## INSTRUCTIONS FOR THE TASK
All of the entries are to be restated word for word.

=== GIVEN DATA ===

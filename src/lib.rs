#![warn(clippy::all)]
#![warn(clippy::pedantic)]
#![allow(clippy::cast_precision_loss)]
#![allow(clippy::cast_possible_truncation)]
#![allow(clippy::module_name_repetitions)]
#![allow(clippy::missing_errors_doc)]
#![allow(clippy::missing_panics_doc)]
#![allow(clippy::too_many_arguments)]

//! Guest surface cache for an emulated Maxwell-class GPU.
//!
//! Guest programs see textures, render targets and depth buffers as raw,
//! freely aliased byte ranges in GPU virtual memory. [`TextureCache`] keeps a
//! typed host texture for each of them and keeps the two worlds coherent:
//! it answers overlapping and reinterpreting requests with views, rebuilds
//! or reconstructions, and loads from or flushes to guest memory when it has
//! to.
//!
//! The host graphics API is abstracted behind [`TextureBackend`]; guest
//! memory behind [`GpuMemoryManager`] and [`PageTracker`].

pub mod engines;
pub mod errors;
pub mod memory;
pub mod settings;
pub mod surface;
pub mod texture_cache;
pub mod textures;

pub use engines::{FermiCopyConfig, FermiSurface, Maxwell3dState, TextureInfo};
pub use errors::{CacheError, Result};
pub use memory::{CacheAddr, GpuMemoryManager, GpuVAddr, NullPageTracker, PageTracker, VAddr, VecGpuMemory};
pub use settings::CacheSettings;
pub use surface::{ComponentType, PixelFormat, SurfaceTarget, SurfaceType};
pub use texture_cache::{
    CopyParams, SurfaceId, SurfaceParams, SurfaceSnapshot, TextureBackend, TextureCache, TextureCacheStats, ViewParams,
};
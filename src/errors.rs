//! Error Types
//!
//! This module defines the error types used throughout the texture cache.
//!
//! # Overview
//!
//! Most of the cache never fails in the `Result` sense: guest-state anomalies
//! (unmapped addresses, zero-sized regions) degrade to empty or degenerate
//! surfaces, and algorithmic dead-ends inside the matcher are expressed as
//! `Option`. [`CacheError`] covers what is left:
//! - Guest memory accesses that fall outside mapped memory
//! - Requests naming addresses the memory manager cannot translate
//! - Out-of-range framebuffer slots
//!
//! # Usage
//!
//! ```rust,ignore
//! use tegra_texture_cache::errors::Result;
//!
//! fn flush(cache: &TextureCache<MyBackend>) -> Result<()> {
//!     cache.flush_region(0x1000, 0x4000)
//! }
//! ```

use thiserror::Error;

use crate::memory::{GpuVAddr, GuestMemoryError};

/// The main error type for the texture cache.
#[derive(Error, Debug, Clone, PartialEq, Eq)]
pub enum CacheError {
    // ========================================================================
    // Guest Memory Errors
    // ========================================================================
    /// A read or write touched guest memory that is not backed.
    #[error("Guest memory access out of bounds: gpu_addr=0x{gpu_addr:016x}, len=0x{len:x}")]
    GuestMemory {
        /// First byte of the failed access
        gpu_addr: GpuVAddr,
        /// Length of the failed access
        len: usize,
    },

    /// The GPU virtual address has no CPU or cache mapping.
    #[error("Unmapped GPU address: 0x{0:016x}")]
    UnmappedAddress(GpuVAddr),

    // ========================================================================
    // Command Processor Errors
    // ========================================================================
    /// A render target slot outside the hardware range was requested.
    #[error("Render target index out of range: {0}")]
    InvalidRenderTarget(usize),
}

impl From<GuestMemoryError> for CacheError {
    fn from(err: GuestMemoryError) -> Self {
        CacheError::GuestMemory {
            gpu_addr: err.gpu_addr,
            len: err.len,
        }
    }
}

/// Alias for `Result<T, CacheError>`.
pub type Result<T> = std::result::Result<T, CacheError>;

===

## REPLY
filename src/lib.rs
#![warn(clippy::all)]
#![warn(clippy::pedantic)]
#![allow(clippy::cast_precision_loss)]
#![allow(clippy::cast_possible_truncation)]
#![allow(clippy::module_name_repetitions)]
#![allow(clippy::missing_errors_doc)]
#![allow(clippy::missing_panics_doc)]
#![allow(clippy::too_many_arguments)]

//! Guest surface cache for an emulated Maxwell-class GPU.
//!
//! Guest programs see textures, render targets and depth buffers as raw,
//! freely aliased byte ranges in GPU virtual memory. [`TextureCache`] keeps a
//! typed host texture for each of them and keeps the two worlds coherent:
//! it answers overlapping and reinterpreting requests with views, rebuilds
//! or reconstructions, and loads from or flushes to guest memory when it has
//! to.
//!
//! The host graphics API is abstracted behind [`TextureBackend`]; guest
//! memory behind [`GpuMemoryManager`] and [`PageTracker`].

pub mod engines;
pub mod errors;
pub mod memory;
pub mod settings;
pub mod surface;
pub mod texture_cache;
pub mod textures;

pub use engines::{FermiCopyConfig, FermiSurface, Maxwell3dState, TextureInfo};
pub use errors::{CacheError, Result};
pub use memory::{CacheAddr, GpuMemoryManager, GpuVAddr, NullPageTracker, PageTracker, VAddr, VecGpuMemory};
pub use settings::CacheSettings;
pub use surface::{ComponentType, PixelFormat, SurfaceTarget, SurfaceType};
pub use texture_cache::{
    CopyParams, SurfaceId, SurfaceParams, SurfaceSnapshot, TextureBackend, TextureCache, TextureCacheStats, ViewParams,
};
filename src/errors.rs
//! Error Types
//!
//! This module defines the error types used throughout the texture cache.
//!
//! # Overview
//!
//! Most of the cache never fails in the `Result` sense: guest-state anomalies
//! (unmapped addresses, zero-sized regions) degrade to empty or degenerate
//! surfaces, and algorithmic dead-ends inside the matcher are expressed as
//! `Option`. [`CacheError`] covers what is left:
//! - Guest memory accesses that fall outside mapped memory
//! - Requests naming addresses the memory manager cannot translate
//! - Out-of-range framebuffer slots
//!
//! # Usage
//!
//! ```rust,ignore
//! use tegra_texture_cache::errors::Result;
//!
//! fn flush(cache: &TextureCache<MyBackend>) -> Result<()> {
//!     cache.flush_region(0x1000, 0x4000)
//! }
//! ```

use thiserror::Error;

use crate::memory::{GpuVAddr, GuestMemoryError};

/// The main error type for the texture cache.
#[derive(Error, Debug, Clone, PartialEq, Eq)]
pub enum CacheError {
    // ========================================================================
    // Guest Memory Errors
    // ========================================================================
    /// A read or write touched guest memory that is not backed.
    #[error("Guest memory access out of bounds: gpu_addr=0x{gpu_addr:016x}, len=0x{len:x}")]
    GuestMemory {
        /// First byte of the failed access
        gpu_addr: GpuVAddr,
        /// Length of the failed access
        len: usize,
    },

    /// The GPU virtual address has no CPU or cache mapping.
    #[error("Unmapped GPU address: 0x{0:016x}")]
    UnmappedAddress(GpuVAddr),

    // ========================================================================
    // Command Processor Errors
    // ========================================================================
    /// A render target slot outside the hardware range was requested.
    #[error("Render target index out of range: {0}")]
    InvalidRenderTarget(usize),
}

impl From<GuestMemoryError> for CacheError {
    fn from(err: GuestMemoryError) -> Self {
        CacheError::GuestMemory {
            gpu_addr: err.gpu_addr,
            len: err.len,
        }
    }
}

/// Alias for `Result<T, CacheError>`.
pub type Result<T> = std::result::Result<T, CacheError>;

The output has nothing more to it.